Universal Abundance

So it's possible tech creates "Universal Abundance" and it's not crazy
The possibility of universal abundance comes from when intelligence plus a human-like body is perfected.
If you make a smart robot, you essentially create a human, but not just a human, a better human.

It’s a human that can instantly learn a skill.
For example, it might take me several years to learn plumbing or electrical work. However, once a robot learns how to do plumbing or electrical work, that knowledge can be uploaded to millions or billions or trillions of other robots instantly — just like downloading an Uber app on one phone, then installing it on a billion phones instantly.

So skills become copyable. Learning becomes instant.
And a robot body can do work humans can’t:
Dangerous work
Hard labor
Extreme conditions (too hot, too cold)
Long hours
Tasks requiring no rest or sleep
So what happens to work?
It will obviously displace a lot of jobs, but the weird part is the end result may be what Elon Musk calls universal abundance.
The more I think about it, the more I think: maybe he’s actually right.
The cost of your current life will drop dramatically
Right now, I’m sitting at my desk. I’ve got:
A computer
A nice office
A comfortable bed
A clean bathroom
Furniture
A house full of useful stuff
All of it cost money — mostly because of labor.
If robots can build, repair, assemble, manufacture, transport, and design everything, the cost of that labor doesn’t go to zero but it goes very, very, very low.

So this causes:
A million-dollar house might cost a tenth of that.
A useful tool like a compute might become extremely cheap to produce because robots/ai design, create, and build them.
Most products become inexpensive because robots design, build, and assemble them at near-zero marginal cost.
We’ve already seen this pattern too!
A long time ago, a yo-yo may have been expensive because humans had to craft and assemble it by hand.
Now, because manufacturing is automated, a bag of ten yo-yos costs a dollar at the dollar store.

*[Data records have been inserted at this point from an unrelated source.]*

//! ConnectionManager - 単一のブローカー接続と購読の管理
//!
//! # 学習ポイント
//! - 受信ループは専用タスク。Dispatcher へ渡したら次のイベントへ進む
//! - 覚えている購読は (再) 接続のたびに全部やり直してから ready にする
//! - 購読集合のロックを再購読中も握るので、途中で追加された購読が漏れない
//! - 失敗した購読は未確認として残し、受信ループが定期的にやり直す。全部通るまで ready にしない
//! - 準備完了は watch channel で知らせる

use async_trait::async_trait;
use std::collections::BTreeSet;
use std::sync::{Arc, Mutex, MutexGuard, PoisonError};
use std::time::Duration;
use tokio::sync::watch;
use tokio::task::JoinHandle;
use tokio::time::MissedTickBehavior;
use tokio_util::sync::CancellationToken;
use tracing::{debug, info, instrument, warn};

use super::dispatcher::Dispatcher;
use crate::config::MirrorConfig;
use crate::domain::errors::{MirrorError, TransportError};
use crate::domain::message::{PublishIntent, QoS};
use crate::domain::topic::{TopicFilter, validate_topic_name};
use crate::ports::{Publisher, Transport, TransportEvent, TransportEvents};
use crate::typed::HandlerFactory;

#[derive(Debug, Clone)]
pub struct ConnectionOptions {
    /// QoS requested for every subscription.
    pub subscribe_qos: QoS,
    /// How long `start()` waits for the first successful connect.
    pub connect_timeout: Duration,
    /// How long `stop()` waits for in-flight handlers.
    pub shutdown_grace: Duration,
    /// How often failed subscriptions are retried while connected.
    pub resubscribe_interval: Duration,
}

impl Default for ConnectionOptions {
    fn default() -> Self {
        Self {
            subscribe_qos: QoS::AtLeastOnce,
            connect_timeout: Duration::from_secs(10),
            shutdown_grace: Duration::from_secs(5),
            resubscribe_interval: Duration::from_secs(1),
        }
    }
}

impl ConnectionOptions {
    pub fn from_config(config: &MirrorConfig) -> Self {
        Self {
            subscribe_qos: QoS::AtLeastOnce,
            connect_timeout: config.mqtt.connect_timeout(),
            shutdown_grace: config.dispatch.shutdown_grace(),
            resubscribe_interval: config.mqtt.reconnect_delay(),
        }
    }
}

#[derive(Debug, Default)]
struct SubscriptionSet {
    remembered: BTreeSet<TopicFilter>,
    /// Remembered but not acknowledged by the broker since the last connect.
    unconfirmed: BTreeSet<TopicFilter>,
}

impl SubscriptionSet {
    /// Subscribe every unconfirmed filter once; returns how many are still unconfirmed.
    async fn confirm(&mut self, transport: &dyn Transport, qos: QoS) -> usize {
        let attempts: Vec<TopicFilter> = self.unconfirmed.iter().cloned().collect();
        for filter in attempts {
            match transport.subscribe(&filter, qos).await {
                Ok(()) => {
                    self.unconfirmed.remove(&filter);
                    info!(%filter, "subscribed");
                }
                Err(e) => warn!(%filter, error = %e, "subscribe failed, will retry"),
            }
        }
        self.unconfirmed.len()
    }
}

type Subscriptions = Arc<tokio::sync::Mutex<SubscriptionSet>>;

struct ReceiveLoop {
    cancel: CancellationToken,
    handle: JoinHandle<TransportEvents>,
}

pub struct ConnectionManager {
    transport: Arc<dyn Transport>,
    dispatcher: Arc<Dispatcher>,
    options: ConnectionOptions,
    subscriptions: Subscriptions,
    ready: Arc<watch::Sender<bool>>,
    /// Parked event stream while no receive loop runs.
    events: Mutex<Option<TransportEvents>>,
    receive: tokio::sync::Mutex<Option<ReceiveLoop>>,
}

impl ConnectionManager {
    /// Filters already in the dispatcher's registry are remembered right away.
    pub fn new(
        transport: Arc<dyn Transport>,
        events: TransportEvents,
        dispatcher: Arc<Dispatcher>,
        options: ConnectionOptions,
    ) -> Self {
        let remembered = SubscriptionSet {
            remembered: dispatcher.registry().filters().into_iter().collect(),
            unconfirmed: BTreeSet::new(),
        };
        let (ready, _) = watch::channel(false);
        Self {
            transport,
            dispatcher,
            options,
            subscriptions: Arc::new(tokio::sync::Mutex::new(remembered)),
            ready: Arc::new(ready),
            events: Mutex::new(Some(events)),
            receive: tokio::sync::Mutex::new(None),
        }
    }

    fn parked(&self) -> MutexGuard<'_, Option<TransportEvents>> {
        self.events.lock().unwrap_or_else(PoisonError::into_inner)
    }

    pub fn dispatcher(&self) -> &Arc<Dispatcher> {
        &self.dispatcher
    }

    /// Connected, and the broker acknowledged every remembered filter.
    pub fn is_ready(&self) -> bool {
        *self.ready.borrow()
    }

    /// Wait until [`Self::is_ready`] turns true.
    pub async fn wait_ready(&self) -> Result<(), TransportError> {
        let mut ready = self.ready.subscribe();
        ready
            .wait_for(|ready| *ready)
            .await
            .map(|_| ())
            .map_err(|_| TransportError::ConnectionLost)
    }

    pub async fn subscriptions(&self) -> Vec<TopicFilter> {
        self.subscriptions.lock().await.remembered.iter().cloned().collect()
    }

    /// Connect and wait until the remembered filters are subscribed.
    ///
    /// Returns immediately when already connected. On timeout or
    /// cancellation the transport keeps reconnecting in the background.
    #[instrument(skip_all)]
    pub async fn start(&self, cancel: &CancellationToken) -> Result<(), MirrorError> {
        self.ensure_receiving().await?;
        if self.is_ready() {
            return Ok(());
        }
        self.dispatcher.reopen();
        self.transport.connect().await?;

        tokio::select! {
            _ = cancel.cancelled() => Err(TransportError::Cancelled.into()),
            waited = tokio::time::timeout(self.options.connect_timeout, self.wait_ready()) => match waited {
                Ok(result) => result.map_err(Into::into),
                Err(_) => Err(TransportError::Timeout(self.options.connect_timeout).into()),
            },
        }
    }

    /// Disconnect with a normal reason code and stop receiving.
    ///
    /// In-flight handlers get the shutdown grace period, then are abandoned.
    /// Cancelling `cancel` ends the wait early; the disconnect itself always
    /// runs to completion and is bounded by the transport's own timeout.
    #[instrument(skip_all)]
    pub async fn stop(&self, cancel: &CancellationToken) -> Result<(), MirrorError> {
        let disconnected = self.transport.disconnect().await;

        if let Some(receive) = self.receive.lock().await.take() {
            receive.cancel.cancel();
            match receive.handle.await {
                Ok(events) => *self.parked() = Some(events),
                Err(e) => warn!(error = %e, "receive loop ended abnormally"),
            }
        }
        self.ready.send_replace(false);
        tokio::select! {
            biased;

            _ = self.dispatcher.shutdown(self.options.shutdown_grace) => {}
            _ = cancel.cancelled() => {
                warn!(in_flight = self.dispatcher.in_flight(), "stop cancelled, abandoning in-flight handlers");
            }
        }
        info!("connection stopped");

        disconnected.map_err(Into::into)
    }

    /// Remember `filter` and subscribe now if connected.
    ///
    /// While disconnected the filter is only remembered; the next connect
    /// subscribes it together with all the others.
    pub async fn subscribe(&self, filter: &str) -> Result<TopicFilter, MirrorError> {
        let filter = TopicFilter::new(filter)?;
        self.remember(filter.clone()).await;
        Ok(filter)
    }

    /// Register a consumer and subscribe its filter.
    ///
    /// Duplicate filters fail with a registration error.
    pub async fn add_consumer<F>(&self, filter: &str, factory: F) -> Result<TopicFilter, MirrorError>
    where
        F: HandlerFactory + 'static,
    {
        let filter = self.dispatcher.registry().register(filter, factory)?;
        self.remember(filter.clone()).await;
        Ok(filter)
    }

    async fn remember(&self, filter: TopicFilter) {
        let mut subscriptions = self.subscriptions.lock().await;
        if !subscriptions.remembered.insert(filter.clone()) {
            return;
        }
        if !self.is_ready() {
            debug!(%filter, "remembered, subscribing once connected");
            subscriptions.unconfirmed.insert(filter);
            return;
        }
        match self.transport.subscribe(&filter, self.options.subscribe_qos).await {
            Ok(()) => info!(%filter, "subscribed"),
            Err(e) => {
                warn!(%filter, error = %e, "subscribe failed, not ready until it is retried");
                subscriptions.unconfirmed.insert(filter);
                self.ready.send_replace(false);
            }
        }
    }

    async fn ensure_receiving(&self) -> Result<(), MirrorError> {
        let mut receive = self.receive.lock().await;
        if receive.is_some() {
            return Ok(());
        }
        let events = self
            .parked()
            .take()
            .ok_or_else(|| TransportError::Client("transport event stream is gone".to_string()))?;

        let cancel = CancellationToken::new();
        let handle = tokio::spawn(receive_loop(
            events,
            Arc::clone(&self.transport),
            Arc::clone(&self.dispatcher),
            Arc::clone(&self.subscriptions),
            Arc::clone(&self.ready),
            self.options.clone(),
            cancel.clone(),
        ));
        *receive = Some(ReceiveLoop { cancel, handle });
        Ok(())
    }
}

async fn receive_loop(
    mut events: TransportEvents,
    transport: Arc<dyn Transport>,
    dispatcher: Arc<Dispatcher>,
    subscriptions: Subscriptions,
    ready: Arc<watch::Sender<bool>>,
    options: ConnectionOptions,
    cancel: CancellationToken,
) -> TransportEvents {
    let qos = options.subscribe_qos;
    let mut retry = tokio::time::interval(options.resubscribe_interval);
    retry.set_missed_tick_behavior(MissedTickBehavior::Delay);
    let mut connected = false;

    loop {
        let event = tokio::select! {
            _ = cancel.cancelled() => break,
            event = events.recv() => event,
            _ = retry.tick(), if connected => {
                let mut subscriptions = subscriptions.lock().await;
                if subscriptions.unconfirmed.is_empty() {
                    continue;
                }
                if subscriptions.confirm(transport.as_ref(), qos).await == 0 {
                    info!("remaining filters subscribed, ready");
                    ready.send_replace(true);
                }
                continue;
            }
        };

        match event {
            Some(TransportEvent::Connected { session_present }) => {
                connected = true;
                let mut subscriptions = subscriptions.lock().await;
                subscriptions.unconfirmed = subscriptions.remembered.clone();
                info!(session_present, filters = subscriptions.remembered.len(), "connected, resubscribing");
                let unconfirmed = subscriptions.confirm(transport.as_ref(), qos).await;
                if unconfirmed > 0 {
                    warn!(unconfirmed, "not ready until every filter is subscribed");
                }
                ready.send_replace(unconfirmed == 0);
                retry.reset();
            }
            Some(TransportEvent::Disconnected { reason }) => {
                connected = false;
                ready.send_replace(false);
                warn!(reason, "disconnected");
            }
            Some(TransportEvent::Message(message)) => {
                dispatcher.dispatch(message);
            }
            None => {
                warn!("transport event stream closed");
                break;
            }
        }
    }
    ready.send_replace(false);
    events
}

#[async_trait]
impl Publisher for ConnectionManager {
    async fn publish(&self, intent: PublishIntent) -> Result<(), MirrorError> {
        validate_topic_name(&intent.topic)?;
        let ack = self.transport.publish(&intent).await?;
        if !ack.is_success() {
            return Err(MirrorError::Communication {
                topic: intent.topic,
                reason: ack.to_string(),
            });
        }
        debug!(
            topic = %intent.topic,
            retained = intent.retained,
            tombstone = intent.is_tombstone(),
            "published"
        );
        Ok(())
    }
}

The point is automation makes stuff cheaper and more easily available.
Tech always takes a little longer than expected
I don’t think robots will suddenly appear everywhere out of nowhere, there will be a slow ramp up.
Every technological revolution takes time:
In 1999, everyone thought the internet would change everything immediately. They were right....just 15–20 years early.
Same with AI today....everyone’s talking about it, but only a fraction are using it deeply.
Same with crypto....it will be used everywhere, but the rails and regulations take time to create and become accepted.
AI and robots will be like this.
We're definitely in a slight hype cycle at the moment, but in the longrun we're just in the tiny beginning phase.

So what happens when robots handle everything?
Universal abundance is essentially a highly capable, highly intelligent robot that anyone can own cheaply.
And if that robot:
Takes care of you
Provides medical checkups
Monitors your vitals
Helps when you’re elderly
Builds your home
Repairs your belongings
Manufactures your tools
Then…what do you need to buy?
If resources, labor, and care are abundant and cheap, money becomes less necessary.

My life is already getting cheaper thanks to AI:
Even now a lot of my medical care starts with asking ChatGPT. I don’t need to call a doctor or consultant for every question.
Same for other tasks in my life.
Most of the questions I have about my baby or my own health go through AI first....and it just keeps getting better.
So:
I go to the doctor less.
When I do go, I’m more informed.
And often a doctors visits is the only reason to go is to use a machine I don’t personally have access to.
So it's kind of wild to think that Universal Abundance isn’t a fantasy, it's just a possible outcome of intelligence + automation + robotics + time.
Once every skill on Earth becomes downloadable and every form of labor becomes nearly free, humanity will shift from working to survive…to living, learning, and creating in ways we haven’t imagined yet.
Already your ancestors from 5,000 years ago couldn't even FATHOM the life you're living now, I see this happening with us in a few decades.